Thursday, July 25, 2013

Pakistani Christians angered by ‘sweeper’ comment


'Only non-Muslims will be recruited as sweepers,' says Khyber Minister

Pakistani Christians have been angered by a statement by the Chief Minister of the province of Khyber Pakhtunkhwa that only “non-Muslims will be recruited as sweepers”.

The province, known for short as KPK, borders Afghanistan. Its Chief Minister, Pervez Khattak, who is in former international cricketer Imran Khan’s party, Pakistan Tehreek-e-Insaaf (PTI), says that he was quoted out of context and misinterpreted.

Khattak denied that he intended anything derogatory.
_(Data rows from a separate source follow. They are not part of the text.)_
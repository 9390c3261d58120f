use reqwest::{header, Client};
use serde_json::{json, Value};
use std::future::Future;
use std::time::Duration;
use thiserror::Error;
use tokio::time::{sleep, timeout};

use crate::calendar::GraphQlResponse;
use crate::config::GithubSettings;

const USER_AGENT: &str = concat!(env!("CARGO_PKG_NAME"), " v", env!("CARGO_PKG_VERSION"));

const CALENDAR_QUERY: &str = "query($login: String!) {
  user(login: $login) {
    contributionsCollection {
      contributionCalendar {
        weeks {
          contributionDays {
            color
            contributionCount
            date
          }
        }
      }
    }
  }
}";

/// Pause between failed attempts
const RETRY_PAUSE: Duration = Duration::from_secs(1);

#[derive(Debug, Error)]
pub enum SourceError {
    #[error("HTTP request error: {0}")]
    Http(#[from] reqwest::Error),

    #[error("JSON deserialization error: {0}")]
    Json(#[from] serde_json::Error),

    #[error("GraphQL error: {0}")]
    GraphQl(String),

    #[error("request timed out after {0:?}")]
    Timeout(Duration),

    #[error("no GitHub token configured (set github.token or GITHUB_TOKEN)")]
    MissingToken,

    #[error("GitHub token is not a valid header value")]
    InvalidToken,
}

/// One request/response exchange producing the raw calendar
pub trait CalendarSource: Send {
    fn fetch(&mut self) -> impl Future<Output = Result<GraphQlResponse, SourceError>> + Send;
}

/// GraphQL client for a user's contribution calendar
#[derive(Debug)]
pub struct GithubClient {
    client: Client,
    endpoint: String,
    login: String,
    timeout: Duration,
    max_attempts: u8,
}

impl GithubClient {
    pub fn new(settings: &GithubSettings) -> Result<Self, SourceError> {
        let token = settings.token.as_deref().ok_or(SourceError::MissingToken)?;

        let mut auth = header::HeaderValue::from_str(&format!("bearer {}", token))
            .map_err(|_| SourceError::InvalidToken)?;
        auth.set_sensitive(true);

        let mut headers = header::HeaderMap::new();
        headers.insert(header::USER_AGENT, header::HeaderValue::from_static(USER_AGENT));
        headers.insert(header::ACCEPT, header::HeaderValue::from_static("application/json"));
        headers.insert(header::AUTHORIZATION, auth);

        let client = Client::builder()
            .connect_timeout(Duration::from_secs(5))
            .default_headers(headers)
            .timeout(settings.timeout)
            .build()?;

        Ok(Self {
            client,
            endpoint: settings.endpoint.clone(),
            login: settings.username.clone(),
            timeout: settings.timeout,
            max_attempts: settings.retries.max(1),
        })
    }

    pub fn login(&self) -> &str {
        &self.login
    }

    /// Fetch and decode the calendar; GraphQL `errors` fail the fetch
    pub async fn fetch_calendar(&mut self) -> Result<GraphQlResponse, SourceError> {
        log::debug!("fetching contribution calendar for {}", self.login);
        let body = query_body(&self.login);
        let text = self.send_with_retries(&body).await?;

        let response: GraphQlResponse = serde_json::from_str(&text)?;
        if !response.errors.is_empty() {
            let messages: Vec<&str> = response.errors.iter().map(|e| e.message.as_str()).collect();
            return Err(SourceError::GraphQl(messages.join("; ")));
        }
        Ok(response)
    }

    async fn send_with_retries(&self, body: &Value) -> Result<String, SourceError> {
        let mut attempt = 0;
        loop {
            attempt += 1;
            match self.send_once(body).await {
                Ok(text) => return Ok(text),
                Err(e) if attempt >= self.max_attempts => return Err(e),
                Err(e) => {
                    log::warn!("fetch attempt {}/{} failed: {}", attempt, self.max_attempts, e);
                    sleep(RETRY_PAUSE).await;
                }
            }
        }
    }

    async fn send_once(&self, body: &Value) -> Result<String, SourceError> {
        let request = self.client.post(&self.endpoint).json(body).send();
        let response = timeout(self.timeout, request)
            .await
            .map_err(|_| SourceError::Timeout(self.timeout))??;
        Ok(response.error_for_status()?.text().await?)
    }
}

impl CalendarSource for GithubClient {
    fn fetch(&mut self) -> impl Future<Output = Result<GraphQlResponse, SourceError>> + Send {
        self.fetch_calendar()
    }
}

/// The POST body for one calendar query
pub fn query_body(login: &str) -> Value {
    json!({
        "query": CALENDAR_QUERY,
        "variables": { "login": login },
    })
}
He said that he was only responding to minorities’ concerns over access to jobs they have traditionally taken, now being denied by applicants who claim that as Muslims they cannot do “unclean” jobs anyway.

Nevertheless, the Christians’ anger (sparked when a local Urdu channel, Capital TV, reported the statement) went viral, and has hit national headlines because it highlights long-entrenched discriminatory practices rooted in the Indian sub-continent’s history, and still faced by Pakistan’s Christians and low-caste Hindus.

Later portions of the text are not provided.